Mr. McCullough has not been a year-round resident for a couple of years now, something he ascribes to the fact that his children and grandchildren make their homes elsewhere.

“But we all come swarming back at the first chance. This is home. If you want to see your grandchildren, have a home on Martha’s Vineyard.

“The pull of grandchildren is very, very powerful. It’s one of the most pleasurable surprises in life. It’s like tasting some food or drink you’ve never had. It’s wonderful,” he said.

And so by this circuitous route, we finally arrive at the book. For it turns out there is a place that fired his imagination before the Vineyard and it was Paris.

Images which grace the inside front and back pages of the work are taken from postcards his mother collected there on a trip she made to Paris in 1907.

“I grew up hearing about her childhood trip,” said Mr. McCullough. “And then my oldest brother went and he came back with all kinds of stories. I grew up in Pittsburgh, and one of our local heroes, same neighborhood, was Gene Kelly. Of course he starred in An American in Paris. So as a kid I was impregnated with Paris.”

The first time he and his wife went there, he was working with the U.S. information service, during the Kennedy administration. “We were flying to Morocco . . . and we landed in Paris, and it was after dark after a long flight, February, raining, cold as hell and we put our bags down in a little hotel on the Left Bank and went out walking for about two hours, utterly thrilled to be there.”
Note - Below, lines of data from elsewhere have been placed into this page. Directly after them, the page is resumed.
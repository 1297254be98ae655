//! PGM option TLV chain.
use crate::CodecError;
use byteorder::{BigEndian, ByteOrder};

/// Bit in `opt_type` marking the last option in the chain.
pub const OPT_END: u8 = 0b1000_0000;
/// Mask isolating the option type from `opt_type`.
pub const OPT_MASK: u8 = 0b0111_1111;

const OPT_HDR_LEN: usize = 3;

const TY_LENGTH: u8 = 0x00;
const TY_FRAGMENT: u8 = 0x01;
const TY_NAK_LIST: u8 = 0x02;
const TY_PARITY_GRP: u8 = 0x03;
const TY_PARITY: u8 = 0x04;
const TY_VAR_PKTLEN: u8 = 0x05;

/// Maximum number of additional sequence numbers an `OPT_NAK_LIST` can carry
/// (62 * 4 bytes + 3-byte option header fits inside the 255-byte option
/// length field).
#[allow(dead_code)]
pub const MAX_NAK_LIST_ENTRIES: usize = 62;

/// `OPT_FRAGMENT` payload: identifies this packet as part of a fragmented APDU.
#[derive(Debug, Clone, Copy, Eq, PartialEq)]
pub struct Fragment {
    /// Sequence number of the first fragment of the APDU.
    pub opt_sqn: u32,
    /// Byte offset of this fragment within the APDU.
    pub opt_frag_off: u32,
    /// Total length of the APDU.
    pub opt_frag_len: u32,
}

/// A NAK's additional sequence numbers, beyond the primary `nak_sqn`.
#[derive(Debug, Clone, Eq, PartialEq, Default)]
pub struct OptNakList(pub Vec<u32>);

/// A decoded PGM option.
#[derive(Debug, Clone, PartialEq)]
pub enum Opt {
    /// Mandatory first option: total byte length of the option chain.
    Length(u16),
    /// Fragmentation metadata.
    Fragment(Fragment),
    /// Extra NAK'd sequence numbers.
    NakList(OptNakList),
    /// Transmission group size (`k`), carried with proactive parity.
    ParityGrp(u32),
    /// Parity index `h` within the transmission group's parity space.
    Parity(u32),
    /// Flags that this transmission group's packets were zero-padded to a
    /// common length, with a 16-bit true-length trailer per source packet.
    VarPktlen,
}

impl Opt {
    fn ty(&self) -> u8 {
        match self {
            Opt::Length(_) => TY_LENGTH,
            Opt::Fragment(_) => TY_FRAGMENT,
            Opt::NakList(_) => TY_NAK_LIST,
            Opt::ParityGrp(_) => TY_PARITY_GRP,
            Opt::Parity(_) => TY_PARITY,
            Opt::VarPktlen => TY_VAR_PKTLEN,
        }
    }

    fn value_len(&self) -> usize {
        match self {
            Opt::Length(_) => 2,
            Opt::Fragment(_) => 12,
            Opt::NakList(list) => list.0.len() * 4,
            Opt::ParityGrp(_) => 4,
            Opt::Parity(_) => 4,
            Opt::VarPktlen => 0,
        }
    }

    fn encode_value(&self, buf: &mut Vec<u8>) {
        match self {
            Opt::Length(total) => buf.extend_from_slice(&total.to_be_bytes()),
            Opt::Fragment(f) => {
                buf.extend_from_slice(&f.opt_sqn.to_be_bytes());
                buf.extend_from_slice(&f.opt_frag_off.to_be_bytes());
                buf.extend_from_slice(&f.opt_frag_len.to_be_bytes());
            }
            Opt::NakList(list) => {
                for sqn in &list.0 {
                    buf.extend_from_slice(&sqn.to_be_bytes());
                }
            }
            Opt::ParityGrp(k) => buf.extend_from_slice(&k.to_be_bytes()),
            Opt::Parity(h) => buf.extend_from_slice(&h.to_be_bytes()),
            Opt::VarPktlen => {}
        }
    }
}

/// Encodes an option chain, setting `OPT_END` on the last entry.
///
/// `opts[0]` must be `Opt::Length`; its value is overwritten with the
/// correct total length regardless of what the caller passed in.
pub fn encode_options(opts: &[Opt]) -> Vec<u8> {
    assert!(matches!(opts.first(), Some(Opt::Length(_))), "OPT_LENGTH must be first");
    let total: usize = opts.iter().map(|o| OPT_HDR_LEN + o.value_len()).sum();

    let mut buf = Vec::with_capacity(total);
    for (i, opt) in opts.iter().enumerate() {
        let mut opt_type = opt.ty();
        if i == opts.len() - 1 {
            opt_type |= OPT_END;
        }
        let opt_length = (OPT_HDR_LEN + opt.value_len()) as u8;
        buf.push(opt_type);
        buf.push(opt_length);
        buf.push(0); // opt_reserved

        if i == 0 {
            Opt::Length(total as u16).encode_value(&mut buf);
        } else {
            opt.encode_value(&mut buf);
        }
    }
    buf
}

/// Parses a PGM option chain per the contracts in spec.md §4.3.
pub fn parse_options(buf: &[u8]) -> Result<Vec<Opt>, CodecError> {
    let mut opts = Vec::new();
    let mut offset = 0usize;
    let mut declared_total: Option<usize> = None;
    let mut terminated = false;

    while offset < buf.len() {
        if offset + OPT_HDR_LEN > buf.len() {
            return Err(CodecError::OptionOverrun { offset });
        }
        let opt_type = buf[offset];
        let opt_length = buf[offset + 1] as usize;
        let end = opt_type & OPT_END != 0;
        let ty = opt_type & OPT_MASK;

        if offset + opt_length > buf.len() || opt_length < OPT_HDR_LEN {
            return Err(CodecError::OptionOverrun { offset });
        }
        let value = &buf[offset + OPT_HDR_LEN..offset + opt_length];

        if offset == 0 {
            if ty != TY_LENGTH || opt_length != OPT_HDR_LEN + 2 {
                return Err(CodecError::BadOptLength);
            }
            let total = BigEndian::read_u16(value) as usize;
            if total != buf.len() {
                return Err(CodecError::BadOptLength);
            }
            declared_total = Some(total);
            opts.push(Opt::Length(total as u16));
        } else {
            opts.push(decode_value(ty, value)?);
        }

        offset += opt_length;
        if end {
            terminated = true;
            break;
        }
    }

    if declared_total.is_none() {
        return Err(CodecError::OptPresentWithoutOptions);
    }
    if !terminated {
        return Err(CodecError::MissingOptEnd);
    }
    Ok(opts)
}

fn decode_value(ty: u8, value: &[u8]) -> Result<Opt, CodecError> {
    Ok(match ty {
        TY_FRAGMENT if value.len() == 12 => Opt::Fragment(Fragment {
            opt_sqn: BigEndian::read_u32(&value[0..4]),
            opt_frag_off: BigEndian::read_u32(&value[4..8]),
            opt_frag_len: BigEndian::read_u32(&value[8..12]),
        }),
        TY_NAK_LIST if value.len() % 4 == 0 => {
            let entries = value.chunks_exact(4).map(BigEndian::read_u32).collect();
            Opt::NakList(OptNakList(entries))
        }
        TY_PARITY_GRP if value.len() == 4 => Opt::ParityGrp(BigEndian::read_u32(value)),
        TY_PARITY if value.len() == 4 => Opt::Parity(BigEndian::read_u32(value)),
        TY_VAR_PKTLEN if value.is_empty() => Opt::VarPktlen,
        _ => return Err(CodecError::BadOptLength),
    })
}

#[cfg(test)]
mod tests {
    use super::*;

    #[test]
    fn fragment_round_trips() {
        let opts = vec![
            Opt::Length(0),
            Opt::Fragment(Fragment {
                opt_sqn: 10,
                opt_frag_off: 4,
                opt_frag_len: 8,
            }),
        ];
        let encoded = encode_options(&opts);
        let decoded = parse_options(&encoded).unwrap();
        assert_eq!(
            decoded[1],
            Opt::Fragment(Fragment {
                opt_sqn: 10,
                opt_frag_off: 4,
                opt_frag_len: 8
            })
        );
    }

    #[test]
    fn nak_list_round_trips() {
        let opts = vec![Opt::Length(0), Opt::NakList(OptNakList(vec![1, 2, 3]))];
        let encoded = encode_options(&opts);
        let decoded = parse_options(&encoded).unwrap();
        assert_eq!(decoded[1], Opt::NakList(OptNakList(vec![1, 2, 3])));
    }

    #[test]
    fn missing_opt_end_rejected() {
        let mut encoded = encode_options(&[Opt::Length(0), Opt::VarPktlen]);
        let last = encoded.len() - OPT_HDR_LEN;
        encoded[last] &= OPT_MASK; // strip OPT_END
        assert_eq!(parse_options(&encoded), Err(CodecError::MissingOptEnd));
    }

    #[test]
    fn overrun_option_rejected() {
        let mut encoded = encode_options(&[Opt::Length(0), Opt::VarPktlen]);
        let second_opt_length_offset = 5 + 1;
        encoded[second_opt_length_offset] = encoded.len() as u8 + 10;
        assert_eq!(parse_options(&encoded), Err(CodecError::OptionOverrun { offset: 5 }));
    }

    #[test]
    fn bad_opt_length_rejected() {
        let mut encoded = encode_options(&[Opt::Length(0), Opt::VarPktlen]);
        encoded[1] = 4; // OPT_LENGTH must be exactly OPT_HDR_LEN + 2 = 5
        assert_eq!(parse_options(&encoded), Err(CodecError::BadOptLength));
    }
}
He has returned innumerable times, for research on several previous books, and for pleasure.

When he decided to write about it, he realized there was a hole in history.
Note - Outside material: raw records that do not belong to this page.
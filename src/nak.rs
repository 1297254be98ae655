//! NAK/NNAK/SPMR ingress handling (spec.md §4.6).
use std::sync::atomic::Ordering;
use std::time::Instant;

use pgm_codec::{Header, Nla};

use crate::spm::SpmrThrottle;
use crate::txw::Txw;
use crate::{Stats, Tsi};

/// The result of handling one incoming NAK.
pub struct NakOutcome {
    /// The NCF TPDU to emit immediately (NCF is never rate-limited, spec.md §4.6).
    pub ncf: Vec<u8>,
    /// Whether any sequence in the NAK's list was newly enqueued, meaning
    /// the timer thread should be woken.
    pub should_notify_timer: bool,
}

/// Configuration the NAK path needs to validate incoming control packets,
/// independent of the rest of transport state.
pub struct NakPath {
    source_nla: Nla,
    group_nla: Nla,
    ondemand_parity_enabled: bool,
    tg_shift: u32,
}

impl NakPath {
    /// Builds a NAK path bound to the sender's own NLA, the configured
    /// multicast group NLA, whether on-demand parity NAKs are accepted, and
    /// the transmission-group size's log2 shift.
    pub fn new(source_nla: Nla, group_nla: Nla, ondemand_parity_enabled: bool, tg_shift: u32) -> Self {
        Self {
            source_nla,
            group_nla,
            ondemand_parity_enabled,
            tg_shift,
        }
    }

    /// Validates and processes an incoming NAK. `ncf_header` is the caller's
    /// template header (TSI etc.) to stamp onto the outgoing NCF.
    pub fn handle_nak(&self, buf: &[u8], txw: &Txw, stats: &Stats, ncf_header: Header) -> Option<NakOutcome> {
        let info = match pgm_codec::verify_nak(buf, &self.source_nla, &self.group_nla, self.ondemand_parity_enabled) {
            Ok(info) => info,
            Err(e) => {
                log::warn!("discarding malformed NAK: {e}");
                stats.malformed_naks.fetch_add(1, Ordering::Relaxed);
                stats.packets_discarded.fetch_add(1, Ordering::Relaxed);
                return None;
            }
        };

        if info.is_parity {
            stats.parity_naks_received.fetch_add(1, Ordering::Relaxed);
        } else {
            stats.selective_naks_received.fetch_add(1, Ordering::Relaxed);
        }

        let sequences = info.all_sequences();
        let mut should_notify_timer = false;
        for sqn in &sequences {
            if let Ok(true) = txw.retransmit_push(*sqn, info.is_parity, self.tg_shift) {
                should_notify_timer = true;
            }
        }

        let ncf = pgm_codec::build_ncf(ncf_header, info.nak_sqn, info.source_nla, info.group_nla, &info.extra);

        Some(NakOutcome { ncf, should_notify_timer })
    }

    /// Validates and accounts an incoming NNAK. No retransmission obligation
    /// (spec.md §4.6); only `nnak_errors` is incremented on malformed input.
    pub fn handle_nnak(&self, buf: &[u8], stats: &Stats) {
        match pgm_codec::verify_nnak(buf, &self.source_nla, &self.group_nla) {
            Ok(_) => {}
            Err(e) => {
                log::warn!("discarding malformed NNAK: {e}");
                stats.nnak_errors.fetch_add(1, Ordering::Relaxed);
                stats.packets_discarded.fetch_add(1, Ordering::Relaxed);
            }
        }
    }

    /// Validates an incoming SPMR and consults `throttle` for whether an
    /// immediate SPM response is due.
    pub fn handle_spmr(&self, buf: &[u8], peer: Tsi, throttle: &SpmrThrottle, stats: &Stats) -> bool {
        match pgm_codec::verify_spmr(buf) {
            Ok(()) => {
                stats.spmr_received.fetch_add(1, Ordering::Relaxed);
                throttle.allow(peer, Instant::now())
            }
            Err(e) => {
                log::warn!("discarding malformed SPMR: {e}");
                stats.packets_discarded.fetch_add(1, Ordering::Relaxed);
                false
            }
        }
    }
}

#[cfg(test)]
mod tests {
    use super::*;
    use pgm_codec::{Header, OdataFields, PacketType};
    use std::sync::Arc;
    use std::sync::Mutex;
    use std::time::Instant as StdInstant;

    use crate::spm::SpmrThrottle;
    use crate::txw::Record;

    fn source() -> Nla {
        Nla::V4([10, 0, 0, 1])
    }
    fn group() -> Nla {
        Nla::V4([239, 0, 0, 1])
    }

    fn template() -> Header {
        Header {
            source_port: 3056,
            dest_port: 3056,
            ty: PacketType::Nak,
            options: 0,
            checksum: 0,
            gsi: [1, 2, 3, 4, 5, 6],
            tsdu_length: 0,
        }
    }

    fn build_nak(nak_sqn: u32, source: Nla, group: Nla, is_parity: bool) -> Vec<u8> {
        let mut h = template();
        if is_parity {
            h.options |= pgm_codec::OPT_PARITY;
        }
        let body_len = 4 + 6 + 6; // v4 NLAs
        let mut buf = vec![0u8; pgm_codec::HEADER_LEN + body_len];
        h.encode(&mut buf);
        let mut body = Vec::new();
        body.extend_from_slice(&nak_sqn.to_be_bytes());
        match source {
            Nla::V4(a) => {
                body.extend_from_slice(&1u16.to_be_bytes());
                body.extend_from_slice(&a);
            }
            _ => unreachable!(),
        }
        match group {
            Nla::V4(a) => {
                body.extend_from_slice(&1u16.to_be_bytes());
                body.extend_from_slice(&a);
            }
            _ => unreachable!(),
        }
        buf[pgm_codec::HEADER_LEN..].copy_from_slice(&body);
        buf
    }

    fn seed_txw() -> Txw {
        let txw = Txw::new(8, 2);
        let built = pgm_codec::build_odata(
            Header {
                source_port: 1,
                dest_port: 1,
                ty: PacketType::Odata,
                options: 0,
                checksum: 0,
                gsi: [0; 6],
                tsdu_length: 0,
            },
            OdataFields {
                data_sqn: 0,
                data_trail: 0,
                fragment: None,
                parity_grp: None,
            },
            b"hi",
        );
        txw.add(Arc::new(Record {
            sqn: 0,
            first_sent: StdInstant::now(),
            buf: Mutex::new(built.tpdu),
            data_trail_offset: built.data_trail_offset,
            tsdu_offset: built.tsdu_offset,
            fragment: None,
            tsdu_partial: built.tsdu_partial,
        }));
        txw
    }

    #[test]
    fn valid_nak_pushes_repair_and_builds_ncf() {
        let path = NakPath::new(source(), group(), true, 1);
        let txw = seed_txw();
        let stats = Stats::default();
        let buf = build_nak(0, source(), group(), false);

        let outcome = path.handle_nak(&buf, &txw, &stats, template()).unwrap();
        assert!(outcome.should_notify_timer);
        assert!(txw.has_pending_repairs());
        assert_eq!(stats.selective_naks_received.load(Ordering::Relaxed), 1);
    }

    #[test]
    fn wrong_source_nla_is_malformed_and_discarded() {
        let path = NakPath::new(source(), group(), true, 1);
        let txw = seed_txw();
        let stats = Stats::default();
        let buf = build_nak(0, Nla::V4([10, 0, 0, 2]), group(), false);

        assert!(path.handle_nak(&buf, &txw, &stats, template()).is_none());
        assert_eq!(stats.malformed_naks.load(Ordering::Relaxed), 1);
        assert_eq!(stats.packets_discarded.load(Ordering::Relaxed), 1);
        assert!(!txw.has_pending_repairs());
    }

    #[test]
    fn duplicate_nak_does_not_renotify_timer() {
        let path = NakPath::new(source(), group(), true, 1);
        let txw = seed_txw();
        let stats = Stats::default();
        let buf = build_nak(0, source(), group(), false);

        let first = path.handle_nak(&buf, &txw, &stats, template()).unwrap();
        assert!(first.should_notify_timer);
        let second = path.handle_nak(&buf, &txw, &stats, template()).unwrap();
        assert!(!second.should_notify_timer);
    }

    #[test]
    fn spmr_throttled_to_one_per_ihb_min() {
        let path = NakPath::new(source(), group(), true, 1);
        let stats = Stats::default();
        let throttle = SpmrThrottle::new(std::time::Duration::from_secs(60));
        let mut buf = vec![0u8; pgm_codec::HEADER_LEN];
        Header {
            source_port: 1,
            dest_port: 1,
            ty: PacketType::Spmr,
            options: 0,
            checksum: 0,
            gsi: [0; 6],
            tsdu_length: 0,
        }
        .encode(&mut buf);
        let peer = Tsi { gsi: [9; 6], source_port: 1 };

        assert!(path.handle_spmr(&buf, peer, &throttle, &stats));
        assert!(!path.handle_spmr(&buf, peer, &throttle, &stats));
        assert_eq!(stats.spmr_received.load(Ordering::Relaxed), 2);
    }
}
“The Jefferson/Franklin/John Adams period of the 18th century had been written about. So had the so-called lost generation of the 1920s and 1930s. But there was a big chunk of time — 70 years — at which nobody had taken a close look.”

So he did.

The Greater Journey is a significant departure from his other work. It is not about a single central character, like his President books. Nor is it about a single event, like the Johnstown flood, or the building of the Panama Canal, or the Brooklyn Bridge.

“With this book . . . I could cast it as I wished,” he said.
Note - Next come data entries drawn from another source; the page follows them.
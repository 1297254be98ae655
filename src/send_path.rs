//! ODATA emission: fragmentation planning, flag validation, and mid-APDU
//! resume state (spec.md §4.4, §9).
use std::sync::Arc;
use std::time::Instant;

use pgm_codec::{Fragment, Header, OdataFields};

use crate::error::PgmError;
use crate::txw::Record;

/// Send-call blocking flags (spec.md §6).
///
/// Legal combinations are no flags (fully blocking), `DONTWAIT` alone, and
/// `DONTWAIT | WAITALL`. `spec.md` §6 names "WAITALL alone" as legal in the
/// same sentence that forbids "WAITALL without DONTWAIT" — the same
/// combination under two names. This implementation takes the explicit
/// prohibition as authoritative and rejects bare `WAITALL` (see DESIGN.md).
#[derive(Debug, Clone, Copy, Default, Eq, PartialEq)]
pub struct SendFlags {
    dontwait: bool,
    waitall: bool,
}

impl SendFlags {
    /// Fully blocking: waits for both rate tokens and the write primitive.
    pub fn blocking() -> Self {
        Self { dontwait: false, waitall: false }
    }

    /// Builds a flag set, rejecting the forbidden bare-`WAITALL` combination.
    pub fn new(dontwait: bool, waitall: bool) -> Result<Self, PgmError> {
        if waitall && !dontwait {
            return Err(PgmError::Invalid("WAITALL requires DONTWAIT".into()));
        }
        Ok(Self { dontwait, waitall })
    }

    /// `DONTWAIT`: the rate controller and write primitive never block.
    pub fn dontwait(&self) -> bool {
        self.dontwait
    }

    /// `DONTWAIT | WAITALL`: reserve rate tokens for the whole batch
    /// atomically up front instead of consulting the controller per packet.
    pub fn grouped_rate_check(&self) -> bool {
        self.dontwait && self.waitall
    }
}

/// One fragment's placement within an APDU being split across multiple TSDUs.
#[derive(Debug, Clone, Copy, Eq, PartialEq)]
pub struct FragmentPlan {
    /// Byte offset within the APDU.
    pub offset: usize,
    /// Length of this fragment.
    pub len: usize,
}

/// Splits `apdu_len` bytes into fragments of at most `max_tsdu`, contiguous
/// and strictly increasing per spec.md §4.4. A single fragment is returned
/// (offset 0, full length) when the APDU already fits.
pub fn fragment_plan(apdu_len: usize, max_tsdu: usize) -> Vec<FragmentPlan> {
    if apdu_len <= max_tsdu {
        return vec![FragmentPlan { offset: 0, len: apdu_len }];
    }
    let mut plans = Vec::with_capacity((apdu_len + max_tsdu - 1) / max_tsdu);
    let mut offset = 0;
    while offset < apdu_len {
        let len = max_tsdu.min(apdu_len - offset);
        plans.push(FragmentPlan { offset, len });
        offset += len;
    }
    plans
}

/// State preserved across a retry after a mid-APDU `WouldBlock`/`RateLimited`
/// (spec.md §9 "Coroutine-style resume"): which fragment index was in flight,
/// so the retry re-enters the loop there without re-fragmenting, re-checksumming,
/// or re-touching fragments already inserted into the window.
#[derive(Debug, Clone)]
pub struct ResumeState {
    /// Total APDU length this resume applies to (a cheap identity check).
    pub apdu_len: usize,
    /// Index into the fragment plan of the next fragment to send.
    pub next_fragment: usize,
    /// The sequence number assigned to the APDU's first fragment
    /// (`OPT_FRAGMENT`'s `opt_sqn`, shared by all fragments).
    pub frag_sqn: u32,
}

/// Builds one ODATA fragment's full `OdataFields` plus `OPT_FRAGMENT` (when
/// `plans.len() > 1`) for fragment index `i` of `plans`.
pub fn odata_fields_for(
    plans: &[FragmentPlan],
    i: usize,
    apdu_len: usize,
    frag_sqn: u32,
    data_sqn: u32,
    data_trail: u32,
    parity_grp: Option<u32>,
) -> OdataFields {
    let fragment = if plans.len() > 1 {
        Some(Fragment {
            opt_sqn: frag_sqn,
            opt_frag_off: plans[i].offset as u32,
            opt_frag_len: apdu_len as u32,
        })
    } else {
        None
    };
    OdataFields {
        data_sqn,
        data_trail,
        fragment,
        parity_grp,
    }
}

/// Wraps a freshly built ODATA TPDU into a [`Record`] ready for [`crate::txw::Txw::add`].
pub fn record_from_built(sqn: u32, built: pgm_codec::BuiltOdata, fragment: Option<Fragment>) -> Arc<Record> {
    Arc::new(Record {
        sqn,
        first_sent: Instant::now(),
        buf: std::sync::Mutex::new(built.tpdu),
        data_trail_offset: built.data_trail_offset,
        tsdu_offset: built.tsdu_offset,
        fragment,
        tsdu_partial: built.tsdu_partial,
    })
}

/// Rebuilds the header fields needed for each fragment's `ODATA`, sharing
/// GSI/ports/options across the whole APDU.
pub fn header_template(source_port: u16, dest_port: u16, gsi: [u8; 6]) -> Header {
    Header {
        source_port,
        dest_port,
        ty: pgm_codec::PacketType::Odata,
        options: 0,
        checksum: 0,
        gsi,
        tsdu_length: 0,
    }
}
But if the book was to be more than a simple catalogue of names, he had to set criteria. Subjects had to be people of particular talent, ambitious to excel in their fields, changed by experience, either in work or personally.

“And they had to have written about it in letters, diaries, or memoirs that were done close enough to the experience that they weren’t subjecting us to mistaken memory,” he said. And so, as he puts it, he invited characters in to audition for him. Many did not make the cut.

“I was interested in what they brought home and how it shaped us. They can bring home something, literally, like a great work of sculpture, like [Augustus] Saint-Gaudens, or they can bring home a revelation such as [Charles] Sumner had about how we treat black people in this country. He happened to think about how black students were treated at the Sorbonne, where he was studying. And it transformed him into an ardent abolitionist. So he gets into politics and becomes the most powerful voice for abolition in the Congress, and changes history, almost at the cost of his life.”

He cited examples of what people brought back too numerous to mention. For those, you must read the book, but one in particular surprised him: a formerly little-remembered American political figure, Elihu Washburne, who became ambassador to France at the time of the Franco-Prussian war.

“He was for me one of those surprises that make life so wonderful for a writer. I had no notion of Elihu Washburne when I commenced work on this book, nor any premonition that we were going to discover a diary that’s like nothing I have ever had happen to me in my working life. It was the most exciting discovery of my writing life, that diary.”

David McCullough has never begun a book because he was an expert in the topic. Quite the reverse. He writes, he said, because he wants to learn about a subject which has caught his interest.

Mr. McCullough’s work requires a great many things: painstaking research, tenacity, endless rewrites. But in essence, it comes down to two things.

Find something that interests you, and make it interesting for others.